TuneECU Android AppA week ago I downloaded the TuneECU Android App, spent a few minutes scrolling through the screens, then sat back and waited for Mr Postman to deliver a USB3 OTG cable for the Samsung Note 3 and a Bluetooth module from Ebay.

Here we are a whole week later and I’ve used the App successfully with both connection methods. Indeed the App is stable and remarkably quick and easy to set up connections and seems to take no longer than its PC sibling to communicate with the ECU. I didn’t experience any drop-out when starting the engine with either method and map Read/Dowload via cable seemed on a par with my netbook. So far, so good…….

……. Now for the downside.

Those of you that have used TuneECU(PC) will be familiar with the three modules it contains – Map Edit, Diagnostics and Tests and I ask you which of these modules are likely most useful in a day-to-day situation? In my books that’s the Diagnostics/Tests ….. why would I want to remap a bike from a smartphone for a start, let alone mess with mapping while out and about commuting to work or heading off for a summer jolly. Mapping is best done at Dyno time, in a workshop and let’s face it, once done probably won’t need revisiting for a long time, only engine/exhaust mods or ECU replacement come to mind.

So my wish list is for an App with full Diagnostics/Tests, the stuff that may well help me at the roadside, that will show me an intermittent coil when the ECU hasn’t triggered the EFI light or generated a code and other information that the simple dashboard diagnostics just doesn’t display.

 

Unfortunately it’s here that the App falls flat. As much as I swiped and tapped I couldn’t find a screen to show me the sensor data – Injectors, Coils, Air Temp, O2 sensor, Barometric etc . In fact the display doesn’t even show me Neutral, Fan or Side-stand …. All familiar sights on the PC version. So I dropped the author Alaine an email. And this was his response.

There is no sensors page shown in the App, maybe this will be added in the future. The Fan and Side-stand lamps are not written into the software and yes there is a bug with the O2 graphic display. He hasn’t come back to me yet about the missing Neutral lamp.

So that’s it …. An interesting novelty App, unfortunately nothing really useful to offer as a diagnostics tool while out on the road ……. For now the cable and Bluetooth module can find a place on a shelf somewhere, while the trusted Asus notebook keeps me company with TuneECU 1.97 doing what it’s always done – and doing it very well!
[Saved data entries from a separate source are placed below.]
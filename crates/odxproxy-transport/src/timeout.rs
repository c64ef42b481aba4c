//! Timeout policy for gateway calls

use std::time::Duration;

/// Connect, write and read budgets for one exchange.
///
/// # Default Configuration
///
/// - `connect`: 10s
/// - `write`: 45s
/// - `read`: 45s
#[derive(Debug, Clone, Copy, PartialEq, Eq)]
pub struct TimeoutPolicy {
    /// Budget for establishing the connection
    pub connect: Duration,
    /// Budget for sending the request
    pub write: Duration,
    /// Budget for each read while waiting for and receiving the response
    pub read: Duration,
}

impl Default for TimeoutPolicy {
    fn default() -> Self {
        Self {
            connect: Duration::from_secs(10),
            write: Duration::from_secs(45),
            read: Duration::from_secs(45),
        }
    }
}

impl TimeoutPolicy {
    /// Create a policy from explicit budgets.
    pub fn new(connect: Duration, write: Duration, read: Duration) -> Self {
        Self {
            connect,
            write,
            read,
        }
    }

    /// Wall-clock cap on a whole exchange: `write + read`.
    ///
    /// `reqwest` has no separate write timeout, so the write budget is
    /// enforced as part of this total. The cap runs from the start of the
    /// request, connect time included, and cuts off a reply that is still
    /// streaming when it expires even if no single read stalled for `read`.
    pub fn exchange(&self) -> Duration {
        self.write + self.read
    }
}
//! Delivery of request envelopes to the gateway

use std::fmt;
use std::sync::Arc;

use odxproxy_transport::{HttpRequest, Transport};

use crate::error::{Error, Result};

/// Header carrying the instance API key.
pub const API_KEY_HEADER: &str = "X-Api-Key";

const JSON_CONTENT_TYPE: &str = "application/json";

/// Posts envelopes to `{gateway}/api/odoo/execute` over a [`Transport`].
#[derive(Clone)]
pub struct Gateway {
    transport: Arc<dyn Transport>,
    execute_url: String,
}

impl Gateway {
    /// Create a gateway bound to `execute_url`.
    pub fn new(transport: Arc<dyn Transport>, execute_url: impl Into<String>) -> Self {
        Self {
            transport,
            execute_url: execute_url.into(),
        }
    }

    /// Endpoint every envelope is posted to.
    pub fn execute_url(&self) -> &str {
        &self.execute_url
    }

    /// Post an encoded envelope and return the raw reply body.
    ///
    /// # Errors
    ///
    /// - [`Error::Transport`] if the exchange does not complete
    /// - [`Error::Http`] on a non-2xx status or an empty/unreadable body
    pub async fn post(&self, api_key: &str, body: Vec<u8>) -> Result<Vec<u8>> {
        let request = HttpRequest::new("POST", self.execute_url.as_str())
            .with_header("Accept", JSON_CONTENT_TYPE)
            .with_header("Content-Type", JSON_CONTENT_TYPE)
            .with_header(API_KEY_HEADER, api_key)
            .with_body(body);

        let response = self.transport.send_http(request).await?;

        if !response.is_success() {
            return Err(Error::Http {
                status: response.status,
                status_text: response.status_text.clone(),
                body: response.text(),
            });
        }

        match response.readable_body() {
            Some(body) => Ok(body.to_vec()),
            None => Err(Error::Http {
                status: response.status,
                status_text: response.status_text.clone(),
                body: None,
            }),
        }
    }
}

impl fmt::Debug for Gateway {
    fn fmt(&self, f: &mut fmt::Formatter<'_>) -> fmt::Result {
        f.debug_struct("Gateway")
            .field("execute_url", &self.execute_url)
            .finish_non_exhaustive()
    }
}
I’ll end by saying that since the Capo was ported to TuneECU back in October 2010, I’ve used it extensively even though I still have TuneBoy on the netbook. Alaine is to be applauded for his work in bringing a great piece if software to the bike world – for free. So I feel uneasy writing a negative review of the App, but in the end I’ve tried to be as honest as I can about its abilities with regards to the Caponord. Maybe it’s having far more success among the Triumph fraternity, I don’t know.